Exercise:
Across the entries below, how many lines contain the string "ChartType"? Only the number is wanted.

Material provided:
════

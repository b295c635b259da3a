//! Chart options: defaults, deep merge with saved options and legacy migration.
//!
//! [`get_options`] is the only way a [`ChartOptions`] is produced from persisted JSON,
//! so every later stage can rely on all keys being present.

use super::types::{AxisType, ChartType, Direction, LegendPlacement, SizeMode, Stacking};
use crate::error::Result;
use crate::models::Role;
use crate::stats::Aggregation;
use serde::{Deserialize, Deserializer, Serialize};
use serde_json::{Map, Value};
use std::collections::BTreeMap;

#[derive(Debug, Clone, PartialEq, Serialize, Deserialize)]
#[serde(rename_all = "camelCase", default)]
pub struct LegendOptions {
    pub enabled: bool,
    pub placement: LegendPlacement,
    pub traceorder: String,
}

impl Default for LegendOptions {
    fn default() -> Self {
        Self {
            enabled: true,
            placement: LegendPlacement::Auto,
            traceorder: "normal".to_string(),
        }
    }
}

#[derive(Debug, Clone, Default, PartialEq, Serialize, Deserialize)]
#[serde(default)]
pub struct AxisTitle {
    pub text: String,
}

#[derive(Debug, Clone, PartialEq, Serialize, Deserialize)]
#[serde(default)]
pub struct AxisLabels {
    pub enabled: bool,
}

impl Default for AxisLabels {
    fn default() -> Self {
        Self { enabled: true }
    }
}

#[derive(Debug, Clone, Default, PartialEq, Serialize, Deserialize)]
#[serde(rename_all = "camelCase", default)]
pub struct AxisOptions {
    #[serde(rename = "type")]
    pub kind: AxisType,
    pub title: Option<AxisTitle>,
    pub labels: AxisLabels,
    #[serde(deserialize_with = "de_lenient_f64")]
    pub range_min: Option<f64>,
    #[serde(deserialize_with = "de_lenient_f64")]
    pub range_max: Option<f64>,
    pub reversed: bool,
    pub tick_format: Option<String>,
    pub opposite: bool,
}

impl AxisOptions {
    fn with_kind(kind: AxisType) -> Self {
        Self {
            kind,
            ..Self::default()
        }
    }

    /// Title text; blank titles count as none.
    pub fn title_text(&self) -> Option<&str> {
        self.title
            .as_ref()
            .map(|t| t.text.as_str())
            .filter(|t| !t.is_empty())
    }
}

#[derive(Debug, Clone, PartialEq, Serialize, Deserialize)]
#[serde(default)]
pub struct ErrorBarOptions {
    #[serde(rename = "type")]
    pub kind: String,
    pub visible: bool,
}

impl Default for ErrorBarOptions {
    fn default() -> Self {
        Self {
            kind: "data".to_string(),
            visible: true,
        }
    }
}

#[derive(Debug, Clone, Default, PartialEq, Serialize, Deserialize)]
#[serde(rename_all = "camelCase", default)]
pub struct SeriesDefaults {
    #[serde(deserialize_with = "de_stacking")]
    pub stacking: Option<Stacking>,
    pub percent_values: bool,
    #[serde(rename = "error_y")]
    pub error_y: ErrorBarOptions,
}

/// Per-series overrides, keyed by series name.
#[derive(Debug, Clone, Default, PartialEq, Serialize, Deserialize)]
#[serde(rename_all = "camelCase", default)]
pub struct SeriesOptions {
    #[serde(rename = "type")]
    pub kind: Option<ChartType>,
    pub color: Option<String>,
    pub y_axis: u8,
    pub z_index: i64,
    pub name: Option<String>,
}

/// Per-slice overrides for pie charts, keyed by slice label.
#[derive(Debug, Clone, Default, PartialEq, Serialize, Deserialize)]
#[serde(default)]
pub struct ValueOptions {
    pub color: Option<String>,
}

#[derive(Debug, Clone, Default, PartialEq, Serialize, Deserialize)]
#[serde(default)]
pub struct DirectionOptions {
    #[serde(rename = "type")]
    pub kind: Direction,
}

/// The full chart configuration.
#[derive(Debug, Clone, PartialEq, Serialize, Deserialize)]
#[serde(rename_all = "camelCase", default)]
pub struct ChartOptions {
    pub global_series_type: ChartType,
    #[serde(rename = "sortX")]
    pub sort_x: bool,
    pub legend: LegendOptions,
    pub x_axis: AxisOptions,
    pub y_axis: Vec<AxisOptions>,
    pub align_y_axes_at_zero: bool,
    #[serde(rename = "error_y")]
    pub error_y: ErrorBarOptions,
    pub series: SeriesDefaults,
    pub series_options: BTreeMap<String, SeriesOptions>,
    pub values_options: BTreeMap<String, ValueOptions>,
    pub column_mapping: BTreeMap<String, String>,
    pub direction: DirectionOptions,
    pub sizemode: SizeMode,
    pub coefficient: f64,
    pub number_format: String,
    pub percent_format: String,
    pub text_format: String,
    pub missing_values_as_zero: bool,
    pub show_data_labels: bool,
    pub date_time_format: String,
    pub swapped_axes: bool,
    pub aggregation: Aggregation,
    pub color_scheme: Option<String>,
    pub heat_min_color: String,
    pub heat_max_color: String,
    #[serde(rename = "sortY")]
    pub sort_y: bool,
    #[serde(rename = "reverseX")]
    pub reverse_x: bool,
    #[serde(rename = "reverseY")]
    pub reverse_y: bool,
    pub showpoints: bool,
}

impl Default for ChartOptions {
    fn default() -> Self {
        Self {
            global_series_type: ChartType::Column,
            sort_x: true,
            legend: LegendOptions::default(),
            x_axis: AxisOptions::with_kind(AxisType::Auto),
            y_axis: vec![
                AxisOptions::with_kind(AxisType::Linear),
                AxisOptions {
                    opposite: true,
                    ..AxisOptions::with_kind(AxisType::Linear)
                },
            ],
            align_y_axes_at_zero: false,
            error_y: ErrorBarOptions::default(),
            series: SeriesDefaults::default(),
            series_options: BTreeMap::new(),
            values_options: BTreeMap::new(),
            column_mapping: BTreeMap::new(),
            direction: DirectionOptions::default(),
            sizemode: SizeMode::Diameter,
            coefficient: 1.0,
            number_format: "0,0[.]00000".to_string(),
            percent_format: "0[.]00%".to_string(),
            text_format: String::new(),
            missing_values_as_zero: true,
            show_data_labels: false,
            date_time_format: "DD/MM/YYYY HH:mm".to_string(),
            swapped_axes: false,
            aggregation: Aggregation::Sum,
            color_scheme: None,
            heat_min_color: "#356aff".to_string(),
            heat_max_color: "#e92827".to_string(),
            sort_y: true,
            reverse_x: false,
            reverse_y: false,
            showpoints: false,
        }
    }
}

/// Effective per-series settings: global type and primary axis overlaid by overrides.
#[derive(Debug, Clone, PartialEq)]
pub struct EffectiveSeriesOptions {
    pub kind: ChartType,
    pub color: Option<String>,
    pub y_axis: u8,
    pub name: Option<String>,
}

impl ChartOptions {
    pub fn series_options_for(&self, series_name: &str) -> EffectiveSeriesOptions {
        let saved = self.series_options.get(series_name);
        EffectiveSeriesOptions {
            kind: saved
                .and_then(|s| s.kind)
                .unwrap_or(self.global_series_type),
            color: saved
                .and_then(|s| s.color.clone())
                .filter(|c| !c.is_empty()),
            y_axis: saved.map(|s| s.y_axis).unwrap_or(0),
            name: saved.and_then(|s| s.name.clone()).filter(|n| !n.is_empty()),
        }
    }

    pub fn z_index(&self, series_name: &str) -> i64 {
        self.series_options
            .get(series_name)
            .map(|s| s.z_index)
            .unwrap_or(0)
    }

    /// Axis options for `yaxis` (index 0) or `yaxis2` (index 1).
    pub fn y_axis_options(&self, index: usize) -> AxisOptions {
        self.y_axis.get(index).cloned().unwrap_or_else(|| {
            AxisOptions {
                opposite: index == 1,
                ..AxisOptions::with_kind(AxisType::Linear)
            }
        })
    }

    /// Explicit column roles, or `None` when no mapping was saved. Unknown role names
    /// are dropped, but a saved mapping stays explicit even if none of it parses.
    pub fn explicit_roles(&self) -> Option<BTreeMap<String, Role>> {
        if self.column_mapping.is_empty() {
            return None;
        }
        Some(
            self.column_mapping
                .iter()
                .filter_map(|(col, role)| match Role::parse(role) {
                    Some(r) => Some((col.clone(), r)),
                    None => {
                        log::debug!("column {col:?}: unknown role {role:?} ignored");
                        None
                    }
                })
                .collect(),
        )
    }

    pub fn uses_stacking(&self) -> bool {
        self.series.stacking.is_some()
    }
}

/// Merge saved options over the defaults and migrate legacy fields.
///
/// Idempotent: feeding the serialized result back in yields the same options.
pub fn get_options(saved: &Value) -> Result<ChartOptions> {
    let mut merged = serde_json::to_value(ChartOptions::default())?;
    let is_pie = saved.get("globalSeriesType").and_then(Value::as_str) == Some("pie");
    if let Value::Object(map) = &mut merged {
        map.insert("showDataLabels".into(), Value::Bool(is_pie));
    }
    merge_options(&mut merged, saved);
    migrate_legacy(&mut merged);
    Ok(serde_json::from_value(merged)?)
}

/// Recursive merge: objects merge key by key, arrays merge index by index,
/// anything else in `saved` replaces the target. `null` in `saved` keeps defaults
/// only for object-valued targets.
pub fn merge_options(target: &mut Value, saved: &Value) {
    match (target, saved) {
        (Value::Object(t), Value::Object(s)) => {
            for (key, value) in s {
                match t.get_mut(key) {
                    Some(existing) => merge_options(existing, value),
                    None => {
                        t.insert(key.clone(), value.clone());
                    }
                }
            }
        }
        (Value::Array(t), Value::Array(s)) => {
            for (i, value) in s.iter().enumerate() {
                match t.get_mut(i) {
                    Some(existing) => merge_options(existing, value),
                    None => t.push(value.clone()),
                }
            }
        }
        (Value::Object(_), Value::Null) => {}
        (t, s) => *t = s.clone(),
    }
}

fn migrate_legacy(merged: &mut Value) {
    let Value::Object(root) = merged else {
        return;
    };

    if let Some(Value::Object(series)) = root.get_mut("series") {
        let legacy = series
            .get("stacking")
            .and_then(Value::as_str)
            .filter(|s| matches!(*s, "normal" | "percent"))
            .map(str::to_string);
        if let Some(old) = legacy {
            log::debug!("migrating legacy stacking {old:?}");
            series.insert("percentValues".into(), Value::Bool(old == "percent"));
            series.insert("stacking".into(), Value::from("stack"));
        }
    }

    if let Some(show) = root.remove("showLegend") {
        let enabled = is_truthy(&show);
        let legend = root
            .entry("legend")
            .or_insert_with(|| Value::Object(Map::new()));
        if let Value::Object(legend) = legend {
            legend.insert("enabled".into(), Value::Bool(enabled));
        }
    }
}

fn is_truthy(v: &Value) -> bool {
    match v {
        Value::Null => false,
        Value::Bool(b) => *b,
        Value::Number(n) => n.as_f64().is_some_and(|f| f != 0.0),
        Value::String(s) => !s.is_empty(),
        _ => true,
    }
}

/// Range bounds are saved as numbers, numeric strings, `""` or `null`.
fn de_lenient_f64<'de, D>(deserializer: D) -> std::result::Result<Option<f64>, D::Error>
where
    D: Deserializer<'de>,
{
    let raw = Value::deserialize(deserializer)?;
    Ok(crate::format::clean_number(&raw).filter(|_| !raw.is_boolean()))
}

/// `"stack"` enables stacking; `null`, `""` and unknown values disable it.
fn de_stacking<'de, D>(deserializer: D) -> std::result::Result<Option<Stacking>, D::Error>
where
    D: Deserializer<'de>,
{
    let raw = Value::deserialize(deserializer)?;
    Ok(match raw.as_str() {
        Some("stack") => Some(Stacking::Stack),
        _ => None,
    })
}

#[cfg(test)]
mod tests {
    use super::*;
    use serde_json::json;

    #[test]
    fn defaults_fill_missing_keys() {
        let o = get_options(&json!({})).unwrap();
        assert_eq!(o, ChartOptions::default());
        assert_eq!(o.y_axis.len(), 2);
        assert!(o.y_axis[1].opposite);
        assert_eq!(o.number_format, "0,0[.]00000");
    }

    #[test]
    fn round_trip_is_stable() {
        let saved = json!({
            "globalSeriesType": "line",
            "yAxis": [{"type": "logarithmic", "rangeMin": "1"}],
            "seriesOptions": {"a": {"zIndex": 2, "color": "#ff0000"}},
            "series": {"stacking": "percent"},
            "showLegend": false
        });
        let once = get_options(&saved).unwrap();
        let twice = get_options(&serde_json::to_value(&once).unwrap()).unwrap();
        assert_eq!(once, twice);
    }

    #[test]
    fn saved_y_axis_is_padded_from_defaults() {
        let o = get_options(&json!({"yAxis": [{"type": "logarithmic"}]})).unwrap();
        assert_eq!(o.y_axis[0].kind, AxisType::Logarithmic);
        assert_eq!(o.y_axis[1].kind, AxisType::Linear);
        assert!(o.y_axis[1].opposite);
    }

    #[test]
    fn legacy_stacking_and_legend_migrate() {
        let o = get_options(&json!({
            "series": {"stacking": "percent"},
            "showLegend": false
        }))
        .unwrap();
        assert_eq!(o.series.stacking, Some(Stacking::Stack));
        assert!(o.series.percent_values);
        assert!(!o.legend.enabled);

        let normal = get_options(&json!({"series": {"stacking": "normal"}})).unwrap();
        assert_eq!(normal.series.stacking, Some(Stacking::Stack));
        assert!(!normal.series.percent_values);
    }

    #[test]
    fn data_labels_default_depends_on_chart_type() {
        assert!(get_options(&json!({"globalSeriesType": "pie"})).unwrap().show_data_labels);
        assert!(!get_options(&json!({"globalSeriesType": "line"})).unwrap().show_data_labels);
        let explicit = json!({"globalSeriesType": "pie", "showDataLabels": false});
        assert!(!get_options(&explicit).unwrap().show_data_labels);
    }

    #[test]
    fn blank_range_bounds_are_none() {
        let o = get_options(&json!({"yAxis": [{"rangeMin": "", "rangeMax": 10}]})).unwrap();
        assert_eq!(o.y_axis[0].range_min, None);
        assert_eq!(o.y_axis[0].range_max, Some(10.0));
    }

    #[test]
    fn invalid_shapes_are_errors() {
        let err = get_options(&json!({"sortX": "yes please"})).unwrap_err();
        assert!(err.to_string().starts_with("invalid visualization options"));
    }

    #[test]
    fn series_overrides_resolve() {
        let o = get_options(&json!({
            "globalSeriesType": "column",
            "seriesOptions": {"b": {"type": "line", "yAxis": 1, "color": ""}}
        }))
        .unwrap();
        let b = o.series_options_for("b");
        assert_eq!(b.kind, ChartType::Line);
        assert_eq!(b.y_axis, 1);
        assert_eq!(b.color, None);
        assert_eq!(o.series_options_for("zzz").kind, ChartType::Column);
    }
}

════

Response to this exercise:
7